# Need help making gravy from scratch



## buckytom (Dec 16, 2005)

ok, here a pretty basic question for yous all (y'all, youens, all of you). i know i should know this, but it's one i've never tackled before. i could read up on all of the posts here, but time is at a premium today, and thru the weekend to do the research. and i'm lazy.

my brother and sil are coming over on sunday for a pre-christmas dinner, and dw wants to make a pork loin roast.

i love her roasts; they are always juicy and tender, but she likes to make them very plain, just salt and pepper, so you experience the meat, not any added flavorings or marinades/rubs.
so, i was thinking that a notch kicker that wouldn't change her roast would be to make a gravy. i love gravy, and i would like to try to make one to go along with the roast. unfortunately, i will not have time to take the pan drippings and thicken/reduce them to make a gravy (the only way i've ever done it), so i was wondering if there was a good way, without using packaged gravy, which tastes like plastic to me, or bouillion cubes, which are way too salty, to make a good gravy to go with a pork loin roast.

tia for your help.

any ideas or suggestions, such as a sauce or other reduction that goes well with delicate white pork meat instead of a gravy would be appreciated as well.


----------



## texasgirl (Dec 16, 2005)

You can use canned beef or chicken broth. It actually makes it creamy.


----------



## CharlieD (Dec 16, 2005)

Box/can or not you still have to cook the darn thing. Gravy is my bigest fear. Though after the sugestions recieved here before the turkey day I was able to make pretty decent gravy from scratch. Look for my questions about it.


----------



## jennyema (Dec 16, 2005)

IMO there is no way to make gravy without pan drippings. Or any kind of decent sauce.

But it really doesnt take that much time to do it.  Do you have any time at all to use the pan ?


----------



## texasgirl (Dec 16, 2005)

jennyema said:
			
		

> IMO there is no way to make gravy without pan drippings. Or any kind of decent sauce.
> 
> But it really doesnt take that much time to do it. Do you have any time at all to use the pan ?


 
I agree.

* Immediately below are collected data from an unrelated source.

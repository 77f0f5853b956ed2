//! Create tables for registered models, plus many-to-many join tables.

use crate::error::AppError;
use crate::schema::{Field, Registry, RelationshipKind, Schema};
use crate::sql::{quoted, SqlType};
use crate::store::{Dialect, Store};

fn type_str(ty: SqlType, dialect: Dialect) -> &'static str {
    match (dialect, ty) {
        (Dialect::Postgres, SqlType::Bool) => "BOOLEAN",
        (Dialect::Postgres, SqlType::BigInt) => "BIGINT",
        (Dialect::Postgres, SqlType::Double) => "DOUBLE PRECISION",
        (Dialect::Postgres, SqlType::Text) => "TEXT",
        (Dialect::Postgres, SqlType::Uuid) => "UUID",
        (Dialect::Postgres, SqlType::Timestamp) => "TIMESTAMPTZ",
        (Dialect::Postgres, SqlType::Json) => "JSONB",
        (Dialect::Sqlite, SqlType::Bool) => "BOOLEAN",
        (Dialect::Sqlite, SqlType::BigInt) => "BIGINT",
        (Dialect::Sqlite, SqlType::Double) => "REAL",
        (Dialect::Sqlite, _) => "TEXT",
    }
}

fn column_def(field: &Field, dialect: Dialect) -> String {
    if field.auto_increment {
        return match dialect {
            Dialect::Postgres => format!("{} BIGSERIAL PRIMARY KEY", quoted(&field.db_name)),
            Dialect::Sqlite => format!("{} INTEGER PRIMARY KEY AUTOINCREMENT", quoted(&field.db_name)),
        };
    }
    let mut def = format!("{} {}", quoted(&field.db_name), type_str(field.sql_type(), dialect));
    if field.primary_key {
        def.push_str(" NOT NULL");
    }
    def
}

pub fn create_table_sql(schema: &Schema, dialect: Dialect) -> String {
    let mut defs: Vec<String> = schema.columns().map(|f| column_def(f, dialect)).collect();
    let primary = schema.primary_fields();
    if !primary.iter().any(|f| f.auto_increment) {
        let cols: Vec<String> = primary.iter().map(|f| quoted(&f.db_name)).collect();
        defs.push(format!("PRIMARY KEY ({})", cols.join(", ")));
    }
    format!(
        "CREATE TABLE IF NOT EXISTS {} ({})",
        quoted(&schema.table),
        defs.join(", ")
    )
}

/// Join table DDL for each many-to-many field of `schema`.
pub fn join_table_sql(
    schema: &Schema,
    registry: &Registry,
    dialect: Dialect,
) -> Result<Vec<String>, AppError> {
    let mut statements = Vec::new();
    for field in &schema.fields {
        let Some(rel) = &field.relationship else { continue };
        if rel.kind != RelationshipKind::Many2Many {
            continue;
        }
        let Some(join) = &rel.join_table else { continue };
        let target = registry.parse(&rel.model)?;
        let owner_type = schema
            .field(&rel.foreign_key)
            .map(Field::sql_type)
            .unwrap_or(SqlType::BigInt);
        let target_type = target
            .field(&rel.association_key)
            .map(Field::sql_type)
            .unwrap_or(SqlType::BigInt);
        statements.push(format!(
            "CREATE TABLE IF NOT EXISTS {} ({} {} NOT NULL, {} {} NOT NULL, PRIMARY KEY ({}, {}))",
            quoted(&join.table),
            quoted(&join.foreign_key),
            type_str(owner_type, dialect),
            quoted(&join.association_foreign_key),
            type_str(target_type, dialect),
            quoted(&join.foreign_key),
            quoted(&join.association_foreign_key),
        ));
    }
    Ok(statements)
}

/// Creates missing tables for the named models. Existing tables are left untouched.
pub async fn auto_migrate(
    store: &dyn Store,
    registry: &Registry,
    models: &[String],
) -> Result<(), AppError> {
    let dialect = store.dialect();
    for name in models {
        let schema = registry.parse(name)?;
        store.execute_raw(&create_table_sql(&schema, dialect)).await?;
        for sql in join_table_sql(&schema, registry, dialect)? {
            store.execute_raw(&sql).await?;
        }
        tracing::info!(model = %name, table = %schema.table, "migrated");
    }
    Ok(())
}

#[cfg(test)]
mod tests {
    use super::*;
    use crate::config::{FieldDef, ModelDef};

    #[test]
    fn table_ddl_per_dialect() {
        let registry = Registry::new();
        registry
            .register(ModelDef::new("Language").with_id_and_timestamps().field(FieldDef::new("Name", "string")))
            .unwrap();
        registry
            .register(
                ModelDef::new("User")
                    .with_id_and_timestamps()
                    .field(FieldDef::new("Active", "bool"))
                    .field(FieldDef::new("Languages", "[]Language").tag("many2many:user_languages")),
            )
            .unwrap();
        let user = registry.parse("User").unwrap();
        assert_eq!(
            create_table_sql(&user, Dialect::Postgres),
            "CREATE TABLE IF NOT EXISTS \"users\" (\"id\" BIGSERIAL PRIMARY KEY, \"created_at\" TIMESTAMPTZ, \"updated_at\" TIMESTAMPTZ, \"active\" BOOLEAN)"
        );
        assert!(create_table_sql(&user, Dialect::Sqlite).contains("\"id\" INTEGER PRIMARY KEY AUTOINCREMENT"));
        let joins = join_table_sql(&user, &registry, Dialect::Sqlite).unwrap();
        assert_eq!(
            joins,
            vec!["CREATE TABLE IF NOT EXISTS \"user_languages\" (\"user_id\" BIGINT NOT NULL, \"language_id\" BIGINT NOT NULL, PRIMARY KEY (\"user_id\", \"language_id\"))".to_string()]
        );
    }

    #[test]
    fn composite_keys_get_table_constraint() {
        let registry = Registry::new();
        registry
            .register(
                ModelDef::new("Membership")
                    .primary_key(&["GroupCode", "MemberCode"])
                    .field(FieldDef::new("GroupCode", "string"))
                    .field(FieldDef::new("MemberCode", "string")),
            )
            .unwrap();
        let schema = registry.parse("Membership").unwrap();
        assert!(create_table_sql(&schema, Dialect::Sqlite)
            .ends_with("PRIMARY KEY (\"group_code\", \"member_code\"))"));
    }
}
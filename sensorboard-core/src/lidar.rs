//! LIDAR-Lite v1 driver
//!
//! Register-level access to the PulsedLight LIDAR-Lite over a two-wire bus.
//! The bus itself is supplied by the caller through [`RegisterBus`], so the
//! driver works the same on the board's I2C master and in a simulator.
//!
//! | Register | Address | Use |
//! |----------|---------|-----|
//! | Command | 0x00 | write 0x00 to reset to measurement defaults |
//! | Distance | 0x0F | 16-bit distance in cm, high byte first |
//!
//! Setting bit 7 of a register address reads two consecutive registers in
//! one transfer, so the distance is read from `0x8F`.

use crate::io::RangeSensor;
use crate::DistanceSample;

/// 7-bit slave address
pub const SLAVE_ADDR: u8 = 0x62;

pub const REG_COMMAND: u8 = 0x00;
pub const REG_DISTANCE: u8 = 0x0F;

/// Address flag for a two-register read
pub const AUTO_INCREMENT: u8 = 0x80;

/// Value written to [`REG_COMMAND`] to reset the sensor
pub const CMD_RESET_DEFAULTS: u8 = 0x00;

/// Register read/write access to a device at a fixed slave address
pub trait RegisterBus {
    type Error: std::fmt::Debug;

    fn write_register(&mut self, addr: u8, reg: u8, value: u8) -> Result<(), Self::Error>;

    /// Read `buf.len()` bytes starting at `reg`
    fn read_registers(&mut self, addr: u8, reg: u8, buf: &mut [u8]) -> Result<(), Self::Error>;
}

/// Combine the two distance registers, high byte first
pub fn decode_distance(bytes: [u8; 2]) -> DistanceSample {
    u16::from_be_bytes(bytes)
}

/// LIDAR-Lite attached to a register bus
#[derive(Debug)]
pub struct LidarLite<B: RegisterBus> {
    bus: B,
    failures: u32,
}

impl<B: RegisterBus> LidarLite<B> {
    pub fn new(bus: B) -> Self {
        LidarLite { bus, failures: 0 }
    }

    /// Reset the sensor to its measurement defaults
    pub fn init(&mut self) -> Result<(), B::Error> {
        self.bus
            .write_register(SLAVE_ADDR, REG_COMMAND, CMD_RESET_DEFAULTS)
    }

    /// Number of failed distance reads since creation
    pub fn failures(&self) -> u32 {
        self.failures
    }

    pub fn bus(&self) -> &B {
        &self.bus
    }

    pub fn bus_mut(&mut self) -> &mut B {
        &mut self.bus
    }
}

impl<B: RegisterBus> RangeSensor for LidarLite<B> {
    fn measure(&mut self) -> Option<DistanceSample> {
        let mut buf = [0u8; 2];
        match self
            .bus
            .read_registers(SLAVE_ADDR, AUTO_INCREMENT | REG_DISTANCE, &mut buf)
        {
            Ok(()) => Some(decode_distance(buf)),
            Err(e) => {
                self.failures = self.failures.wrapping_add(1);
                log::trace!("lidar read failed: {:?}", e);
                None
            }
        }
    }
}
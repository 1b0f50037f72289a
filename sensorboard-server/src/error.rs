use std::io;
use std::path::PathBuf;

use miette::Diagnostic;
use sensorboard_core::ConfigError;
use thiserror::Error;

#[derive(Error, Debug, Diagnostic)]
pub enum ServerError {
    #[error("Cannot read config file {0}: {1}")]
    #[diagnostic(code(sensorboard::config_read))]
    ConfigRead(PathBuf, #[source] io::Error),

    #[error("Invalid config file {0}: {1}")]
    #[diagnostic(code(sensorboard::config_parse))]
    ConfigParse(PathBuf, #[source] serde_json::Error),

    #[error("Invalid scan configuration: {0}")]
    #[diagnostic(code(sensorboard::scan_config))]
    Scan(#[from] ConfigError),

    #[error("Invalid listen address '{0}'")]
    #[diagnostic(code(sensorboard::listen))]
    ListenAddress(String),

    #[error("Tick interval must be at least 1 ms")]
    #[diagnostic(code(sensorboard::tick))]
    TickInterval,

    #[error("Cannot bind {0}: {1}")]
    Bind(String, #[source] io::Error),

    #[error("I/O error: {0}")]
    Io(#[from] io::Error),

    #[error("Shutdown")]
    Shutdown,
}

There's no better way than having the same flavoring as the dish it's going on.
and there really isn't a way to make it without cooking anyway. I didn't read that far into it, sorry


----------



## Robo410 (Dec 16, 2005)

well for a pork roast which should sit a bit before carving, you can use pan drippings...

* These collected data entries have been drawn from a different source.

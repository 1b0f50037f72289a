//! Collaborator traits
//!
//! The core never touches hardware. Whoever runs it (board firmware, host
//! simulator, tests) supplies these three collaborators.
//!
//! | Trait | Board implementation | Blocking |
//! |-------|----------------------|----------|
//! | [`RangeSensor`] | LIDAR-Lite over I2C | bounded settling delay |
//! | [`Actuator`] | hobby servo on a PWM timer | no |
//! | [`Transport`] | USART transmit register | no |

use crate::DistanceSample;

/// Source of single range readings
pub trait RangeSensor {
    /// Take one reading, `None` if the sensor did not answer
    ///
    /// May block for the sensor's settling time. Only ever called from the
    /// main loop.
    fn measure(&mut self) -> Option<DistanceSample>;
}

/// Drives the scan head to a body-relative angle
pub trait Actuator {
    /// Fire-and-forget move to `angle` degrees, 0 being the starboard bound
    fn set_angle(&mut self, angle: u16);
}

/// Outbound half of the host serial link
pub trait Transport {
    /// Queue one byte for transmission
    fn send_byte(&mut self, byte: u8);

    /// Queue a complete frame
    fn send(&mut self, bytes: &[u8]) {
        for &b in bytes {
            self.send_byte(b);
        }
    }

    /// Hint that a frame is complete and may be pushed out
    fn flush(&mut self) {}
}

impl Transport for Vec<u8> {
    fn send_byte(&mut self, byte: u8) {
        self.push(byte);
    }

    fn send(&mut self, bytes: &[u8]) {
        self.extend_from_slice(bytes);
    }
}
//! Scan Configuration
//!
//! Board-level constants for the sweep, the bearing table and the obstacle
//! queue. Defaults match the sensor board as fitted: a 180° arc sampled every
//! 2°, LIDAR-Lite range capped at 7 m.

use serde::{Deserialize, Serialize};

use crate::error::ConfigError;
use crate::DistanceSample;

/// Largest value the single LEN byte of a response frame can carry
const MAX_PAYLOAD_LEN: usize = u8::MAX as usize;

/// How the scan behaves when it reaches the upper sweep bound
#[derive(Debug, Clone, Copy, PartialEq, Eq, Default, Serialize, Deserialize)]
#[serde(rename_all = "camelCase")]
pub enum SweepMode {
    /// Reverse direction at both ends of the arc
    #[default]
    Bounce,
    /// Jump back to the lower bound and sweep upward again
    OneWay,
}

/// Sweep, table and queue configuration
#[derive(Debug, Clone, PartialEq, Eq, Serialize, Deserialize)]
#[serde(rename_all = "camelCase", default)]
pub struct ScanConfig {
    /// Degrees between two samples (must divide 360)
    pub interval: u16,

    /// Half-width of the sweep arc in degrees
    pub range: u16,

    /// Maximum sensor range, also the "no object detected" sentinel
    pub max_distance: DistanceSample,

    /// Number of obstacles kept before the oldest is dropped
    pub queue_capacity: usize,

    /// Initial edge threshold for the segmenter
    pub threshold: u16,

    /// Behaviour at the upper sweep bound
    pub sweep_mode: SweepMode,

    /// Only step after the host has pulled the second table half
    pub lockstep: bool,
}

impl Default for ScanConfig {
    fn default() -> Self {
        ScanConfig {
            interval: 2,
            range: 90,
            max_distance: 700,
            queue_capacity: 20,
            threshold: 20,
            sweep_mode: SweepMode::Bounce,
            lockstep: false,
        }
    }
}

impl ScanConfig {
    /// Number of buckets in the bearing table
    pub fn table_len(&self) -> usize {
        if self.interval == 0 {
            return 0;
        }
        360 / self.interval as usize
    }

    /// Check that every derived size fits the board and the wire format
    pub fn validate(&self) -> Result<(), ConfigError> {
        if self.interval == 0 || 360 % self.interval != 0 {
            return Err(ConfigError::Interval(self.interval));
        }
        if self.range == 0 || self.range > 180 {
            return Err(ConfigError::Range(self.range));
        }
        if self.max_distance == 0 {
            return Err(ConfigError::MaxDistance);
        }
        if self.table_len() > MAX_PAYLOAD_LEN {
            return Err(ConfigError::TableTooLarge(self.table_len()));
        }
        if self.queue_capacity == 0 || self.queue_capacity * 4 > MAX_PAYLOAD_LEN {
            return Err(ConfigError::QueueCapacity(self.queue_capacity));
        }
        Ok(())
    }

    /// Map a raw sensor reading onto the stored sample domain
    ///
    /// The LIDAR-Lite reports 0 when nothing is in range; that and anything
    /// beyond `max_distance` become the sentinel.
    pub fn normalize(&self, raw: DistanceSample) -> DistanceSample {
        if raw == 0 || raw > self.max_distance {
            self.max_distance
        } else {
            raw
        }
    }
}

roast some whole garlic cloves with the meat and maybe some baby carrots (your choice)
degrease pan before as much as possible
use canned chix broth and some soy sauce to deglaze...yes soy goes real well with pork and adds great color. mash garlic into the gravy you are making
adjust with broth to proper taste
thicken with a corn starch or arrowroot slurry
about 1 tbspn starch to 2 of water mix well drizzle into pan while wisking
thickens before boiling. and I do mean drizzle in so you don't over thicken

should take about 5 min and tastes great.


----------



## Andy M. (Dec 16, 2005)

BT:

You can make a roux ahead of time.  You can season and flavor it ahead of time.  You can even add some chicken and/beef broth and cook it up ahead of time.  But it won't taste great if you can't add the fond from the roasting pan.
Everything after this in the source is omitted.